Keep it simple. Younger children may not be at daycare or might need to follow some new rules there like social distancing and wearing a mask. Keep your language simple and positive! Let them know that doing things like washing our hands often keeps germs off and keeps us healthy. 

If your kids are school-aged, find a time when you’re alone (such as before bed) to start a conversation about the changes they’re having to go through. Instead of asking your child too many questions, get them going by talking about your own feelings. 

Routine, routine, routine 

In a world where things seem to be constantly changing and the future is unpredictable, it can make you and your family feel calmer and more secure if a general routine is put in place. This can be written on a chalkboard or whiteboard and posted somewhere central in the house.

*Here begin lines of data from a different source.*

//! Scripted in-memory backend for deterministic session tests.

use std::sync::Arc;

use parking_lot::Mutex;

use crate::models::artifact::Artifact;
use crate::models::error::CaptureError;
use crate::models::media::{EncoderOptions, StreamConstraints, StreamInfo, TrackInfo, TrackKind};
use crate::models::state::{PermissionState, SessionPhase};
use crate::traits::capture_backend::CaptureBackend;
use crate::traits::media_encoder::{ChunkCallback, MediaEncoder};
use crate::session::preview::PreviewSlot;
use crate::traits::media_stream::MediaStream;
use crate::traits::preview_surface::PreviewSurface;
use crate::traits::session_delegate::SessionDelegate;

pub(crate) fn stream_info(id: &str) -> StreamInfo {
    StreamInfo {
        id: id.to_string(),
        tracks: vec![
            TrackInfo {
                id: format!("{}-video", id),
                kind: TrackKind::Video,
                label: "Mock Camera".into(),
            },
            TrackInfo {
                id: format!("{}-audio", id),
                kind: TrackKind::Audio,
                label: "Mock Microphone".into(),
            },
        ],
        video: None,
    }
}

#[derive(Default)]
struct ProbeState {
    live_tracks: usize,
    stop_calls: usize,
    streams_opened: usize,
    encoders_created: usize,
    running_encoders: usize,
    callback: Option<ChunkCallback>,
    deny: bool,
    fail_create: bool,
    fail_stop: bool,
    hide_mime: bool,
    flush_on_stop: Vec<Vec<u8>>,
    supported: Option<Vec<String>>,
    last_options: Option<EncoderOptions>,
}

/// Shared view into everything the mock devices did.
#[derive(Clone, Default)]
pub(crate) struct MockProbe {
    state: Arc<Mutex<ProbeState>>,
}

impl MockProbe {
    pub fn new() -> Self {
        let probe = Self::default();
        probe.state.lock().supported = Some(vec!["video/webm;codecs=vp9,opus".into(), "video/webm".into()]);
        probe
    }

    pub fn live_tracks(&self) -> usize {
        self.state.lock().live_tracks
    }

    pub fn stop_calls(&self) -> usize {
        self.state.lock().stop_calls
    }

    pub fn streams_opened(&self) -> usize {
        self.state.lock().streams_opened
    }

    pub fn encoders_created(&self) -> usize {
        self.state.lock().encoders_created
    }

    pub fn running_encoders(&self) -> usize {
        self.state.lock().running_encoders
    }

    pub fn last_options(&self) -> Option<EncoderOptions> {
        self.state.lock().last_options.clone()
    }

    pub fn deny(&self, deny: bool) {
        self.state.lock().deny = deny;
    }

    pub fn fail_create(&self, fail: bool) {
        self.state.lock().fail_create = fail;
    }

    pub fn fail_stop(&self, fail: bool) {
        self.state.lock().fail_stop = fail;
    }

    pub fn hide_mime(&self, hide: bool) {
        self.state.lock().hide_mime = hide;
    }

    pub fn flush_on_stop(&self, chunk: &[u8]) {
        self.state.lock().flush_on_stop.push(chunk.to_vec());
    }

    pub fn set_supported(&self, supported: Option<&[&str]>) {
        self.state.lock().supported = supported.map(|s| s.iter().map(|m| m.to_string()).collect());
    }

    /// The callback handed to the most recently started encoder.
    pub fn callback(&self) -> Option<ChunkCallback> {
        self.state.lock().callback.clone()
    }

    /// Deliver a chunk through the running encoder's callback.
    pub fn emit(&self, chunk: &[u8]) {
        let callback = self.state.lock().callback.clone();
        if let Some(callback) = callback {
            callback(chunk);
        }
    }
}

pub(crate) struct MockStream {
    probe: MockProbe,
    id: String,
    live: usize,
}

impl MockStream {
    pub fn open(probe: &MockProbe) -> Self {
        let mut s = probe.state.lock();
        s.streams_opened += 1;
        s.live_tracks += 2;
        let id = format!("stream-{}", s.streams_opened);
        drop(s);
        Self {
            probe: probe.clone(),
            id,
            live: 2,
        }
    }
}

impl MediaStream for MockStream {
    fn info(&self) -> StreamInfo {
        stream_info(&self.id)
    }

    fn stop_all_tracks(&mut self) {
        let mut s = self.probe.state.lock();
        s.stop_calls += 1;
        s.live_tracks -= self.live;
        self.live = 0;
    }

    fn live_track_count(&self) -> usize {
        self.live
    }
}

pub(crate) struct MockEncoder {
    probe: MockProbe,
    mime_type: String,
    running: bool,
}

impl MediaEncoder for MockEncoder {
    fn start(&mut self, on_chunk: ChunkCallback) -> Result<(), CaptureError> {
        if self.running {
            return Err(CaptureError::InvalidState("mock encoder already running".into()));
        }
        self.running = true;
        let mut s = self.probe.state.lock();
        s.callback = Some(on_chunk);
        s.running_encoders += 1;
        Ok(())
    }

    fn stop(&mut self) -> Result<(), CaptureError> {
        if !self.running {
            return Err(CaptureError::InvalidState("mock encoder not running".into()));
        }
        self.running = false;
        let (callback, flush, fail) = {
            let mut s = self.probe.state.lock();
            s.running_encoders -= 1;
            (s.callback.take(), std::mem::take(&mut s.flush_on_stop), s.fail_stop)
        };
        if let Some(callback) = callback {
            for chunk in &flush {
                callback(chunk);
            }
        }
        if fail {
            return Err(CaptureError::EncodingFailed("mock stop fault".into()));
        }
        Ok(())
    }

    fn mime_type(&self) -> Option<String> {
        if self.probe.state.lock().hide_mime {
            None
        } else {
            Some(self.mime_type.clone())
        }
    }
}

pub(crate) struct MockDevices {
    probe: MockProbe,
}

impl MockDevices {
    pub fn new(probe: &MockProbe) -> Self {
        Self { probe: probe.clone() }
    }
}

impl CaptureBackend for MockDevices {
    type Stream = MockStream;
    type Encoder = MockEncoder;

    fn request_stream(&mut self, _constraints: &StreamConstraints) -> Result<MockStream, CaptureError> {
        if self.probe.state.lock().deny {
            return Err(CaptureError::PermissionDenied);
        }
        Ok(MockStream::open(&self.probe))
    }

    fn is_type_supported(&self, mime_type: &str) -> Option<bool> {
        self.probe
            .state
            .lock()
            .supported
            .as_ref()
            .map(|s| s.iter().any(|m| m == mime_type))
    }

    fn create_encoder(&mut self, _stream: &MockStream, options: &EncoderOptions) -> Result<MockEncoder, CaptureError> {
        let mut s = self.probe.state.lock();
        if s.fail_create {
            return Err(CaptureError::EncodingFailed("mock encoder refused".into()));
        }
        s.encoders_created += 1;
        s.last_options = Some(options.clone());
        Ok(MockEncoder {
            probe: self.probe.clone(),
            mime_type: options.mime_type.clone(),
            running: false,
        })
    }
}

/// Preview surface that logs every call.
pub(crate) struct RecordingSurface {
    events: Arc<Mutex<Vec<String>>>,
    fail_play: bool,
}

impl RecordingSurface {
    pub fn new(fail_play: bool) -> (Self, Arc<Mutex<Vec<String>>>) {
        let events = Arc::new(Mutex::new(Vec::new()));
        (
            Self {
                events: Arc::clone(&events),
                fail_play,
            },
            events,
        )
    }
}

impl PreviewSurface for RecordingSurface {
    fn attach(&mut self, stream: &StreamInfo) -> Result<(), CaptureError> {
        self.events.lock().push(format!("attach:{}", stream.id));
        Ok(())
    }

    fn play(&mut self) -> Result<(), CaptureError> {
        self.events.lock().push("play".into());
        if self.fail_play {
            return Err(CaptureError::PreviewFailed("autoplay blocked".into()));
        }
        Ok(())
    }

    fn detach(&mut self) {
        self.events.lock().push("detach".into());
    }
}

/// Preview surface holding a handle to its own slot, reading it from inside
/// every callback. Optionally unbinds itself when detached.
pub(crate) struct SlotAwareSurface {
    slot: PreviewSlot,
    seen: Arc<Mutex<Vec<(String, bool)>>>,
    unbind_on_detach: bool,
}

impl SlotAwareSurface {
    pub fn new(slot: &PreviewSlot, unbind_on_detach: bool) -> (Self, Arc<Mutex<Vec<(String, bool)>>>) {
        let seen = Arc::new(Mutex::new(Vec::new()));
        (
            Self {
                slot: slot.clone(),
                seen: Arc::clone(&seen),
                unbind_on_detach,
            },
            seen,
        )
    }
}

impl PreviewSurface for SlotAwareSurface {
    fn attach(&mut self, stream: &StreamInfo) -> Result<(), CaptureError> {
        self.seen.lock().push((format!("attach:{}", stream.id), self.slot.is_attached()));
        Ok(())
    }

    fn play(&mut self) -> Result<(), CaptureError> {
        self.seen.lock().push(("play".into(), self.slot.is_attached()));
        Ok(())
    }

    fn detach(&mut self) {
        self.seen.lock().push(("detach".into(), self.slot.is_attached()));
        if self.unbind_on_detach {
            self.slot.unbind();
        }
    }
}

#[derive(Default)]
pub(crate) struct EventLog {
    pub phases: Mutex<Vec<SessionPhase>>,
    pub permissions: Mutex<Vec<PermissionState>>,
    pub warnings: Mutex<Vec<CaptureError>>,
    pub artifacts: Mutex<Vec<usize>>,
}

impl SessionDelegate for EventLog {
    fn on_phase_changed(&self, phase: SessionPhase) {
        self.phases.lock().push(phase);
    }

    fn on_permission_changed(&self, permission: PermissionState) {
        self.permissions.lock().push(permission);
    }

    fn on_warning(&self, error: &CaptureError) {
        self.warnings.lock().push(error.clone());
    }

    fn on_artifact_ready(&self, artifact: &Artifact) {
        self.artifacts.lock().push(artifact.size());
    }
}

You can even program your home device like the Amazon Alexa to let you know when an activity is “scheduled”. 

Setting limits like turning on a timer for screen time can help reduce battles with your child about turning off the tablets and TV when they are at home most of the day. Show them the schedule and use simple language terms “first” and “then” to help your child know what is expected and what is coming next in their day (“first tablet, then outside time”, for example). 

Fill your cup! 

Take time for yourself and to do what makes you happy. This can be more challenging as you might be avoiding certain places like gyms and restaurants. But, it is still doable! Try waking up an hour before your children. Use that time to exercise, listen to a podcast, or even sit outside while you enjoy a cup of coffee. Connect with other parents and friends over Zoom meetings or socially distant walks. And finally, try to stay positive and see the good in all of these challenges and changes – more family time, opportunities to connect with and teach your children, and an appreciation for the outdoors and simple things like family dinners and walks around the neighborhood!